Transcribe exactly, and only, the lines from the one containing "impl UserStore for" through the end of the material.
Top of Dataset extract
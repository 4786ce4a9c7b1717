//! Minimal Anthropic Messages API client for forced tool-use extraction.
//!
//! Only what the event generator needs: one request shape, one tool, and
//! structured decoding of the tool input.

use anyhow::{anyhow, Result};
use reqwest::header::{HeaderMap, HeaderValue, CONTENT_TYPE};
use schemars::{schema_for, JsonSchema};
use serde::de::DeserializeOwned;
use serde::{Deserialize, Serialize};
use tracing::debug;

const ANTHROPIC_API_URL: &str = "https://api.anthropic.com/v1";
const ANTHROPIC_VERSION: &str = "2023-06-01";
const TOOL_NAME: &str = "structured_response";

#[derive(Clone)]
pub struct Claude {
    api_key: String,
    model: String,
    base_url: String,
    http: reqwest::Client,
}

impl Claude {
    pub fn new(api_key: impl Into<String>, model: impl Into<String>) -> Self {
        Self {
            api_key: api_key.into(),
            model: model.into(),
            base_url: ANTHROPIC_API_URL.to_string(),
            http: reqwest::Client::new(),
        }
    }

    pub fn with_base_url(mut self, url: impl Into<String>) -> Self {
        self.base_url = url.into();
        self
    }

    pub fn model(&self) -> &str {
        &self.model
    }

    /// Ask the model to answer by calling a single tool whose input schema is
    /// `T`'s JSON schema, then decode that input.
    pub async fn extract<T: JsonSchema + DeserializeOwned>(
        &self,
        system_prompt: impl Into<String>,
        user_prompt: impl Into<String>,
    ) -> Result<T> {
        let request = ToolRequest {
            model: self.model.clone(),
            max_tokens: 4096,
            system: system_prompt.into(),
            messages: vec![UserMessage {
                role: "user",
                content: user_prompt.into(),
            }],
            tools: vec![ToolDefinition {
                name: TOOL_NAME,
                description: "Return the generated events.",
                input_schema: input_schema::<T>()?,
            }],
            tool_choice: serde_json::json!({ "type": "tool", "name": TOOL_NAME }),
        };

        let response = self.send(&request).await?;
        decode_tool_input(response)
    }

    fn headers(&self) -> Result<HeaderMap> {
        let mut headers = HeaderMap::new();
        headers.insert("x-api-key", HeaderValue::from_str(&self.api_key)?);
        headers.insert("anthropic-version", HeaderValue::from_static(ANTHROPIC_VERSION));
        headers.insert(CONTENT_TYPE, HeaderValue::from_static("application/json"));
        Ok(headers)
    }

    async fn send(&self, request: &ToolRequest) -> Result<ToolResponse> {
        let url = format!("{}/messages", self.base_url);
        debug!(model = %request.model, "Claude tool request");

        let response = self
            .http
            .post(&url)
            .headers(self.headers()?)
            .json(request)
            .send()
            .await?;

        if !response.status().is_success() {
            let status = response.status();
            let body = response.text().await.unwrap_or_default();
            return Err(anyhow!("Claude API error ({status}): {body}"));
        }

        Ok(response.json().await?)
    }
}

// --- Wire types ---

#[derive(Debug, Serialize)]
struct ToolRequest {
    model: String,
    max_tokens: u32,
    system: String,
    messages: Vec<UserMessage>,
    tools: Vec<ToolDefinition>,
    tool_choice: serde_json::Value,
}

#[derive(Debug, Serialize)]
struct UserMessage {
    role: &'static str,
    content: String,
}

#[derive(Debug, Serialize)]
struct ToolDefinition {
    name: &'static str,
    description: &'static str,
    input_schema: serde_json::Value,
}

#[derive(Debug, Deserialize)]
struct ToolResponse {
    content: Vec<ContentBlock>,
}

#[derive(Debug, Deserialize)]
#[serde(tag = "type", rename_all = "snake_case")]
enum ContentBlock {
    Text {
        #[allow(dead_code)]
        text: String,
    },
    ToolUse {
        input: serde_json::Value,
    },
    #[serde(other)]
    Other,
}

fn decode_tool_input<T: DeserializeOwned>(response: ToolResponse) -> Result<T> {
    let input = response
        .content
        .into_iter()
        .find_map(|block| match block {
            ContentBlock::ToolUse { input } => Some(input),
            _ => None,
        })
        .ok_or_else(|| anyhow!("No structured output in Claude response"))?;

    serde_json::from_value(input).map_err(|e| anyhow!("Failed to deserialize response: {e}"))
}

/// JSON schema for `T` with every `$ref` inlined, so the tool definition is
/// self-contained.
fn input_schema<T: JsonSchema>() -> Result<serde_json::Value> {
    let mut value = serde_json::to_value(schema_for!(T))
        .map_err(|e| anyhow!("Failed to serialize tool schema: {e}"))?;
    let definitions = value.get("definitions").cloned();

    if let Some(defs) = definitions {
        inline_refs(&mut value, &defs);
    }
    if let serde_json::Value::Object(map) = &mut value {
        map.remove("definitions");
        map.remove("$schema");
    }
    Ok(value)
}

fn inline_refs(value: &mut serde_json::Value, definitions: &serde_json::Value) {
    match value {
        serde_json::Value::Object(map) => {
            let target = map
                .get("$ref")
                .and_then(|r| r.as_str())
                .and_then(|r| r.strip_prefix("#/definitions/"))
                .and_then(|name| definitions.get(name))
                .cloned();
            if let Some(mut def) = target {
                inline_refs(&mut def, definitions);
                *value = def;
                return;
            }
            for v in map.values_mut() {
                inline_refs(v, definitions);
            }
        }
        serde_json::Value::Array(items) => {
            for item in items {
                inline_refs(item, definitions);
            }
        }
        _ => {}
    }
}
// In-memory implementations of EventStore and UserStore.
//
// Back the CLI and the test suite. State lives behind std RwLocks; a poisoned
// lock is recovered rather than propagated since every write is a single
// map operation.

use std::collections::HashMap;
use std::sync::{PoisonError, RwLock, RwLockReadGuard, RwLockWriteGuard};

use anyhow::{bail, Result};
use async_trait::async_trait;
use uuid::Uuid;

use eventmap_common::{Event, EventMapError, UserProfile, ViewportGeometry};

use crate::traits::{EventStore, UserStore};

// ---------------------------------------------------------------------------
// InMemoryEventStore
// ---------------------------------------------------------------------------

#[derive(Default)]
pub struct InMemoryEventStore {
    events: RwLock<HashMap<Uuid, Event>>,
}

impl InMemoryEventStore {
    pub fn new() -> Self {
        Self::default()
    }

    pub fn with_events(events: impl IntoIterator<Item = Event>) -> Self {
        let store = Self::new();
        store
            .write()
            .extend(events.into_iter().map(|e| (e.id, e)));
        store
    }

    pub fn len(&self) -> usize {
        self.read().len()
    }

    pub fn is_empty(&self) -> bool {
        self.read().is_empty()
    }

    /// All stored events, ordered by start time then title.
    pub fn snapshot(&self) -> Vec<Event> {
        let mut events: Vec<Event> = self.read().values().cloned().collect();
        events.sort_by(|a, b| {
            a.starts_at
                .cmp(&b.starts_at)
                .then_with(|| a.title.cmp(&b.title))
                .then_with(|| a.id.cmp(&b.id))
        });
        events
    }

    fn read(&self) -> RwLockReadGuard<'_, HashMap<Uuid, Event>> {
        self.events.read().unwrap_or_else(PoisonError::into_inner)
    }

    fn write(&self) -> RwLockWriteGuard<'_, HashMap<Uuid, Event>> {
        self.events.write().unwrap_or_else(PoisonError::into_inner)
    }
}

#[async_trait]
impl EventStore for InMemoryEventStore {
    async fn events_in_viewport(&self, viewport: &ViewportGeometry) -> Result<Vec<Event>> {
        Ok(self
            .read()
            .values()
            .filter(|e| viewport.contains(&e.location))
            .cloned()
            .collect())
    }

    async fn count_in_viewport(&self, viewport: &ViewportGeometry) -> Result<usize> {
        Ok(self
            .read()
            .values()
            .filter(|e| viewport.contains(&e.location))
            .count())
    }

    fn new_id(&self) -> Uuid {
        Uuid::new_v4()
    }

    async fn add(&self, event: &Event) -> Result<()> {
        let mut events = self.write();
        if events.contains_key(&event.id) {
            bail!("event {} already exists", event.id);
        }
        events.insert(event.id, event.clone());
        Ok(())
    }

    async fn remove(&self, id: Uuid) -> Result<()> {
        match self.write().remove(&id) {
            Some(_) => Ok(()),
            None => Err(EventMapError::EventNotFound(id).into()),
        }
    }

    async fn get(&self, id: Uuid) -> Result<Option<Event>> {
        Ok(self.read().get(&id).cloned())
    }
}

// ---------------------------------------------------------------------------
// InMemoryUserStore
// ---------------------------------------------------------------------------

#[derive(Default)]
pub struct InMemoryUserStore {
    users: RwLock<HashMap<String, UserProfile>>,
}

impl InMemoryUserStore {
    pub fn new() -> Self {
        Self::default()
    }

    pub fn with_user(self, profile: UserProfile) -> Self {
        self.insert(profile);
        self
    }

    pub fn insert(&self, profile: UserProfile) {
        self.users
            .write()
            .unwrap_or_else(PoisonError::into_inner)
            .insert(profile.id.clone(), profile);
    }
}

#[async_trait]
impl UserStore for InMemoryUserStore {
    async fn get_user(&self, uid: &str) -> Result<UserProfile> {
        self.users
            .read()
            .unwrap_or_else(PoisonError::into_inner)
            .get(uid)
            .cloned()
            .ok_or_else(|| EventMapError::UserNotFound(uid.to_string()).into())
    }
}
Bottom of Dataset extract
Response area:
impl UserStore for InMemoryUserStore {
    async fn get_user(&self, uid: &str) -> Result<UserProfile> {
        self.users
            .read()
            .unwrap_or_else(PoisonError::into_inner)
            .get(uid)
            .cloned()
            .ok_or_else(|| EventMapError::UserNotFound(uid.to_string()).into())
    }
}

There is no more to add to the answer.